| Problem requirements |
Stopping right after the line with "computation may request", please reproduce the material below exactly from its first line.

-.-.-

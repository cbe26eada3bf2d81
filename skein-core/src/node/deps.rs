//! Dependency Group Tracker
//!
//! Records the ordered sequence of dependency batches ("groups") a node
//! requests during one evaluation attempt. A computation may request
//! several dependencies at once; each such batch is one group. Order
//! across groups is significant (it reflects request order); order within
//! a group is not.
//!
//! # Strategies
//!
//! Two backings trade memory for membership speed:
//!
//! - **List**: just the group list. Minimal memory, linear-time membership.
//!   Used for nodes evaluated whole-group-at-a-time.
//!
//! - **Hash set**: group list plus a shadow `HashSet` of every dependency.
//!   Used for nodes that support partial re-evaluation, which are signaled
//!   and resumed group by group across multiple scheduling passes and need
//!   repeated O(1) membership checks.
//!
//! Both enforce the same contract: a dependency may appear at most once per
//! attempt, and bulk insertion must partition its input exactly.

use std::collections::HashSet;

use smallvec::SmallVec;

use super::key::NodeKey;

/// Most groups hold one or two dependencies; keep those inline.
type DepGroup<K> = SmallVec<[K; 2]>;

/// The ordered dependency groups of one evaluation attempt.
#[derive(Debug)]
pub struct GroupedDeps<K>
where
    K: NodeKey,
{
    groups: Vec<DepGroup<K>>,
    num_deps: usize,

    /// Shadow set for the hash-set strategy; `None` for the list strategy.
    set: Option<HashSet<K>>,
}

impl<K> GroupedDeps<K>
where
    K: NodeKey,
{
    /// Create an empty tracker with the list strategy.
    pub fn new_list() -> Self {
        Self {
            groups: Vec::new(),
            num_deps: 0,
            set: None,
        }
    }

    /// Create an empty tracker with the hash-set strategy.
    pub fn new_with_hash_set() -> Self {
        Self {
            groups: Vec::new(),
            num_deps: 0,
            set: Some(HashSet::new()),
        }
    }

    /// Whether this tracker carries the shadow hash set.
    pub fn uses_hash_set(&self) -> bool {
        self.set.is_some()
    }

    /// Total number of dependencies across all groups.
    pub fn num_deps(&self) -> usize {
        self.num_deps
    }

    /// Number of non-empty groups recorded so far.
    pub fn num_groups(&self) -> usize {
        self.groups.len()
    }

    pub fn is_empty(&self) -> bool {
        self.num_deps == 0
    }

    /// Whether `dep` was requested during this attempt.
    ///
    /// O(1) under the hash-set strategy, linear otherwise.
    pub fn contains(&self, dep: &K) -> bool {
        match &self.set {
            Some(set) => set.contains(dep),
            None => self.groups.iter().any(|group| group.contains(dep)),
        }
    }

    /// Append a group holding a single dependency.
    pub fn add_singleton(&mut self, dep: K) {
        let mut group = DepGroup::new();
        self.insert_checked(&mut group, dep);
        self.groups.push(group);
    }

    /// Append one batch of dependencies requested together.
    ///
    /// An empty batch represents a step that requested nothing and yields
    /// no group entry.
    pub fn add_group(&mut self, deps: impl IntoIterator<Item = K>) {
        let mut group = DepGroup::new();
        for dep in deps {
            self.insert_checked(&mut group, dep);
        }
        if !group.is_empty() {
            self.groups.push(group);
        }
    }

    /// Append several groups at once, partitioning `deps` into consecutive
    /// groups of the given sizes.
    ///
    /// # Panics
    ///
    /// Panics unless the group sizes sum exactly to the number of supplied
    /// dependencies: running out of dependencies mid-group, or leaving
    /// dependencies unconsumed, are contract violations.
    pub fn add_in_groups(&mut self, deps: impl IntoIterator<Item = K>, group_sizes: &[usize]) {
        let mut deps = deps.into_iter();
        for &size in group_sizes {
            let mut group = DepGroup::with_capacity(size);
            for _ in 0..size {
                let dep = deps
                    .next()
                    .unwrap_or_else(|| panic!("dependencies exhausted before group sizes {group_sizes:?}"));
                self.insert_checked(&mut group, dep);
            }
            if !group.is_empty() {
                self.groups.push(group);
            }
        }
        let leftover = deps.count();
        assert!(
            leftover == 0,
            "{leftover} dependencies left over after group sizes {group_sizes:?}"
        );
    }

    /// Iterate the groups in request order.
    pub fn groups(&self) -> impl Iterator<Item = &[K]> {
        self.groups.iter().map(|group| group.as_slice())
    }

    /// Clone the groups out as plain vectors, preserving order.
    pub fn to_groups(&self) -> Vec<Vec<K>> {
        self.groups.iter().map(|group| group.to_vec()).collect()
    }

    /// All dependencies in request order, group structure flattened away.
    pub fn flatten(&self) -> Vec<K> {
        self.groups.iter().flat_map(|group| group.iter().cloned()).collect()
    }

    fn insert_checked(&mut self, group: &mut DepGroup<K>, dep: K) {
        let duplicate = match &mut self.set {
            Some(set) => !set.insert(dep.clone()),
            None => group.contains(&dep) || self.groups.iter().any(|g| g.contains(&dep)),
        };
        assert!(!duplicate, "duplicate dependency {dep:?} added in one evaluation attempt");
        group.push(dep);
        self.num_deps += 1;
    }
}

-.-.-

| Reply to the exercise |
repository cbe26eada3bf2d81
filename skein-core/src/node/deps.rs
//! Dependency Group Tracker
//!
//! Records the ordered sequence of dependency batches ("groups") a node
//! requests during one evaluation attempt. A computation may request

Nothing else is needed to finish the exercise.